President Donald Trump may have stepped down, but the combative foreign policy that has made him a despised figure among America’s enemies seems destined to stay with the president and former senior government officials.
This week, China and Iran imposed sanctions on Trump, and on Thursday, the media aligned with the Iranian state even suggested that the country still intends to take personal revenge on the former president for his “maximum pressure” stance on Tehran.
The tweet was later shared by the supreme leader, Ayatollah Ali Khamenei, along with his own threat.
American rivals – China and Iran in particular – have commonly issued strong denunciations of Trump and other top administration officials, including Secretary of State Mike Pompeo, for the past four years.
This, Trump’s allies said, was proof that the government’s strategies to contain and undermine dictatorial regimes were working.
Both Beijing and Tehran hope that the election of President Joe Biden will mark a more cooperative American strategy, but in the meantime, they seem determined to continue their public criticisms of Trump and his departure from the government.

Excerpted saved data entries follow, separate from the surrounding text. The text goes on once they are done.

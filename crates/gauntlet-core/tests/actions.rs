mod common;

use common::{Harness, LOBBY, START};
use gauntlet_core::actions::{ActionKind, Outcome, STARTING_ROOM_TIMEOUT_REASON};
use gauntlet_core::{
    ArmorSlot, Cardinal, CraftKey, CraftingPhase, Gateway, Hostile, Observation, Posture,
    ProgressLedger, Resource, RunState, Scheduler, Tier, Variant, Vital, WeaponKind,
};

#[test]
fn starting_room_timeout_stops_the_run_once() {
    let mut h = Harness::new(START);

    let outcome = h.execute(ActionKind::StartingRoomCheck);

    assert_eq!(outcome, Outcome::Stopped(STARTING_ROOM_TIMEOUT_REASON.to_string()));
    assert_eq!(h.status.stops, vec![STARTING_ROOM_TIMEOUT_REASON.to_string()]);
    assert!(!h.run.active);
    assert!(h.world.clock_ms() >= h.config.timings.start_wait_ms);

    // The next tick only idles; nothing calls stop_run again.
    let obs = Observation::capture(&h.run, &h.ledger, &h.rooms, &h.world, &h.config.safety);
    assert_eq!(Scheduler::new().decide(&obs), ActionKind::Idle);
    h.execute(ActionKind::Idle);
    assert_eq!(h.status.stops.len(), 1);
}

#[test]
fn entering_confirms_the_starting_room_and_lights_a_node() {
    let mut h = Harness::new(LOBBY.offset(1, 1));
    h.spawn_lobby();
    h.world.set_entry_destination(START);
    let [north, _] = Cardinal::North.nodes(START.room());
    h.world.spawn_object("Node", north);

    let outcome = h.execute(ActionKind::StartingRoomCheck);

    assert_eq!(outcome, Outcome::Completed);
    assert!(h.run.starting_room_confirmed);
    assert!(h.rooms.contains(START.room()));
    assert_eq!(h.world.count_interactions("Enter"), 1);
    assert_eq!(h.world.count_interactions("Light"), 1);
    assert_eq!(h.world.camera_normalizations(), 1);
    assert!(h.status.stops.is_empty());
}

#[test]
fn failed_entry_is_retried_not_fatal() {
    let mut h = Harness::new(LOBBY.offset(1, 1));
    h.spawn_lobby();
    h.world.fail("Enter");

    let outcome = h.execute(ActionKind::StartingRoomCheck);

    assert!(matches!(outcome, Outcome::SoftFailure(_)));
    assert!(h.run.active);
    assert!(!h.run.starting_room_confirmed);
    assert!(h.status.stops.is_empty());
}

#[test]
fn traversal_opens_a_passage_and_moves_on() {
    let mut h = Harness::inside();
    let [west, _] = Cardinal::West.nodes(START.room());
    h.world.spawn_object("Node", west);

    assert_eq!(h.execute(ActionKind::Traversal), Outcome::Completed);

    let next = START.room().neighbor(Cardinal::West);
    assert!(h.rooms.contains(START.room()));
    assert!(!h.rooms.contains(next));
    assert_eq!(h.world.position().room(), next);

    h.world
        .spawn_object("Illuminated Symbol", next.area().center().offset(1, 0));
    assert_eq!(h.execute(ActionKind::Traversal), Outcome::Completed);
    assert!(h.rooms.contains(next));
    assert_eq!(h.rooms.len(), 2);
}

#[test]
fn traversal_without_nodes_is_a_soft_failure() {
    let mut h = Harness::inside();
    let outcome = h.execute(ActionKind::Traversal);
    assert!(matches!(outcome, Outcome::SoftFailure(_)));
    assert!(h.rooms.is_empty());
}

#[test]
fn combat_kills_and_loots_what_the_run_needs() {
    let mut h = Harness::inside();
    h.world.give("Crystal sceptre", 1);
    h.world.set_drops(
        "Crystalline Rat",
        &[("Crystal Shards", 12), ("Raw Paddlefish", 1)],
    );
    h.world.spawn_npc("Crystalline Rat", START.offset(2, 0));

    assert_eq!(h.execute(ActionKind::Combat), Outcome::Completed);

    assert_eq!(h.world.equipped_weapon().as_deref(), Some("Crystal sceptre"));
    assert_eq!(h.world.active_posture(), None);
    assert_eq!(h.ledger.weak_kills(), 1);
    assert_eq!(h.ledger.count(Resource::CrystallineShards), 12);
    assert_eq!(h.world.inventory_count("Crystal Shards"), 12);
    assert_eq!(h.status.updates.iter().filter(|u| *u == "Looting items...").count(), 1);
}

#[test]
fn a_demi_boss_is_fought_once_per_run() {
    let mut h = Harness::inside();
    h.world.spawn_npc("Crystalline Dragon", START.offset(3, 3));
    assert_eq!(h.execute(ActionKind::Combat), Outcome::Completed);
    assert!(h.ledger.has_killed(Hostile::Dragon));
    assert_eq!(h.world.active_posture(), Some(Posture::ProtectFromMelee));

    h.world.spawn_npc("Crystalline Dragon", START.offset(3, 3));
    let outcome = h.execute(ActionKind::Combat);
    assert_eq!(outcome, Outcome::SoftFailure("No necessary monsters found.".to_string()));
    assert_eq!(h.world.count_interactions("Attack"), 1);
}

#[test]
fn full_inventory_drops_only_the_filler_it_needs() {
    let mut h = Harness::inside();
    h.world.give("Raw Paddlefish", 5);
    h.world.give("Grym Leaf", 23);
    h.ledger.increment(Resource::RawPaddlefish, 5);
    h.world.spawn_ground_item("Weapon Frame", START.offset(1, 0), 1);
    assert!(h.world.is_inventory_full());

    assert_eq!(h.execute(ActionKind::UnexpectedScenario), Outcome::Completed);

    assert!(!h.world.is_inventory_full());
    assert_eq!(h.world.inventory_count("Raw Paddlefish"), 4);
    assert_eq!(h.world.count_interactions("Drop"), 1);
    assert_eq!(h.ledger.count(Resource::RawPaddlefish), 4);
}

#[test]
fn low_health_eats() {
    let mut h = Harness::inside();
    h.world.set_vital(Vital::Health, 25);
    h.world.give("Paddlefish", 2);

    assert_eq!(h.execute(ActionKind::UnexpectedScenario), Outcome::Completed);

    assert_eq!(h.world.health(), 45);
    assert_eq!(h.world.inventory_count("Paddlefish"), 1);
}

#[test]
fn death_hands_off_to_post_encounter() {
    let mut h = Harness::inside();
    h.world.set_vital(Vital::Health, 0);
    assert_eq!(
        h.execute(ActionKind::UnexpectedScenario),
        Outcome::HandOff(ActionKind::PostEncounter)
    );
}

#[test]
fn nothing_unexpected_is_a_no_op() {
    let mut h = Harness::inside();
    assert_eq!(h.execute(ActionKind::UnexpectedScenario), Outcome::Completed);
    assert_eq!(h.status.last_update(), Some("No unexpected scenario detected"));
    assert!(h.world.interactions().is_empty());
}

#[test]
fn phase_one_crafting_advances_the_phase() {
    let mut h = Harness::inside();
    h.world.spawn_object("Singing Bowl", START.offset(1, 1));
    h.world.give("Crystal sceptre", 1);
    h.ledger.increment_resource("CombinedShards", 160).unwrap();
    h.ledger.increment_resource("WeaponFrame", 2).unwrap();

    assert_eq!(h.execute(ActionKind::CraftingPhase1), Outcome::Completed);

    assert_eq!(h.ledger.phase(), CraftingPhase::Phase2);
    assert!(h.ledger.is_phase_complete(CraftingPhase::Phase1));
    assert!(h.ledger.is_crafted(CraftKey::weapon(WeaponKind::Bow, Tier::Attuned)));
    assert_eq!(
        h.world.equipped_weapon().as_deref(),
        Some("Crystal staff (attuned)")
    );
    assert!(!h.world.inventory_contains("Crystal sceptre"));
    assert_eq!(h.status.last_update(), Some("Phase 1 crafting complete"));
}

#[test]
fn phase_one_crafts_armor_when_materials_are_held() {
    let mut h = Harness::inside();
    h.world.spawn_object("Singing Bowl", START.offset(1, 1));
    for material in ["Crystal Ore", "Phren Bark", "Linum Tirinium"] {
        h.world.give(material, 1);
    }
    h.ledger.increment_resource("CombinedShards", 160).unwrap();
    h.ledger.increment_resource("WeaponFrame", 2).unwrap();

    assert_eq!(h.execute(ActionKind::CraftingPhase1), Outcome::Completed);

    let armor = h.run.variant.armor();
    for slot in [ArmorSlot::Helm, ArmorSlot::Body, ArmorSlot::Legs] {
        assert!(h.ledger.is_crafted(CraftKey::armor(slot, armor)));
    }
    assert_eq!(h.world.count_interactions("Wear"), 3);
    assert_eq!(h.ledger.phase(), CraftingPhase::Phase2);
}

#[test]
fn crafting_failure_leaves_the_phase_alone() {
    let mut h = Harness::inside();
    h.world.spawn_object("Singing Bowl", START.offset(1, 1));
    h.world.fail("Crystal bow (basic)");
    h.ledger.increment_resource("CombinedShards", 160).unwrap();
    h.ledger.increment_resource("WeaponFrame", 2).unwrap();

    let outcome = h.execute(ActionKind::CraftingPhase1);

    assert!(matches!(outcome, Outcome::SoftFailure(_)));
    assert_eq!(h.ledger.phase(), CraftingPhase::Phase1);
    assert!(h.ledger.is_crafted(CraftKey::weapon(WeaponKind::Staff, Tier::Basic)));

    // The retry skips what is already flagged.
    h.world = {
        let mut world = gauntlet_core::sim::ScriptedGateway::new(START);
        world.spawn_object("Singing Bowl", START.offset(1, 1));
        world
    };
    assert_eq!(h.execute(ActionKind::CraftingPhase1), Outcome::Completed);
    assert!(!h.world.inventory_contains("Crystal staff (basic)"));
    assert!(h.world.inventory_contains("Crystal bow (basic)"));
}

#[test]
fn post_encounter_resets_the_run_and_deposits() {
    let mut h = Harness::new(LOBBY.offset(1, 1));
    h.spawn_lobby();
    h.world.spawn_object("Bank Deposit Box", LOBBY.offset(-2, 0));
    h.world.give("Grym Leaf", 10);
    h.run.starting_room_confirmed = true;
    h.rooms.record(START.room());
    h.ledger.increment_resource("CombinedShards", 200).unwrap();
    h.ledger.record_kill(Hostile::DarkBeast);
    h.ledger.register_boss_defeat();

    assert_eq!(h.execute(ActionKind::PostEncounter), Outcome::Completed);

    assert_eq!(h.ledger, ProgressLedger::new(Variant::Standard));
    assert!(h.rooms.is_empty());
    assert!(!h.run.starting_room_confirmed);
    assert_eq!(h.world.inventory_used_slots(), 0);
    assert_eq!(h.world.count_interactions("Deposit"), 1);
}

#[test]
fn post_encounter_without_chest_changes_nothing() {
    let mut h = Harness::inside();
    h.ledger.register_boss_defeat();
    h.rooms.record(START.room());
    let before = h.ledger.clone();

    let outcome = h.execute(ActionKind::PostEncounter);

    assert!(matches!(outcome, Outcome::SoftFailure(_)));
    assert_eq!(h.ledger, before);
    assert_eq!(h.rooms.len(), 1);
    assert!(h.run.starting_room_confirmed);
}

#[test]
fn unreachable_environment_is_an_error() {
    let mut h = Harness::inside();
    h.world.set_reachable(false);
    let mut cx = gauntlet_core::ActionContext::new(
        &mut h.ledger,
        &mut h.run,
        &mut h.rooms,
        &mut h.world,
        &mut h.status,
        &h.config,
    );
    assert!(h.actions.execute(ActionKind::Idle, &mut cx).is_err());
}

#[test]
fn hard_run_drops_the_pickaxe_after_corrupted_ore() {
    let mut h = Harness::inside();
    h.run = RunState::new(Variant::Hard);
    h.run.starting_room_confirmed = true;
    h.ledger.increment(Resource::CorruptedOre, 3);
    h.world.give("Pickaxe", 1);
    h.world.give("Hatchet", 1);
    h.world.spawn_object("Phren Bark", START.offset(1, 0));

    assert_eq!(h.execute(ActionKind::Gathering), Outcome::Completed);

    assert_eq!(h.ledger.count(Resource::PhrenBark), 1);
    assert!(!h.world.inventory_contains("Pickaxe"));
    assert!(h.world.inventory_contains("Hatchet"));
}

On Tuesday, Iranian Foreign Ministry spokesman Saeed Khatibzadeh told reporters that a number of American officials would be sanctioned for their roles in the assassination of Major General Qassem Soleimani, allegedly involved in the death of nuclear scientist Mohsen Fakhrizadeh and his general support for acts of terror “and economic sanctions against Iran.
Targets include Trump, Pompeo, former acting defense secretary Christopher Miller, former treasury secretary Steven Mnuchin, former CIA director Gina Haspel and former Iranian special representative Elliot Abrams.
Officers who had already left the list included former National Security adviser John Bolton, former Iranian envoy Brian Hook and former Defense Secretary Mark Esper.
The sanctions – like several Iranian legal challenges against the Trump administration in recent years – are symbolic and will have no impact on appointed officials, given the absence of any commercial interest in the country.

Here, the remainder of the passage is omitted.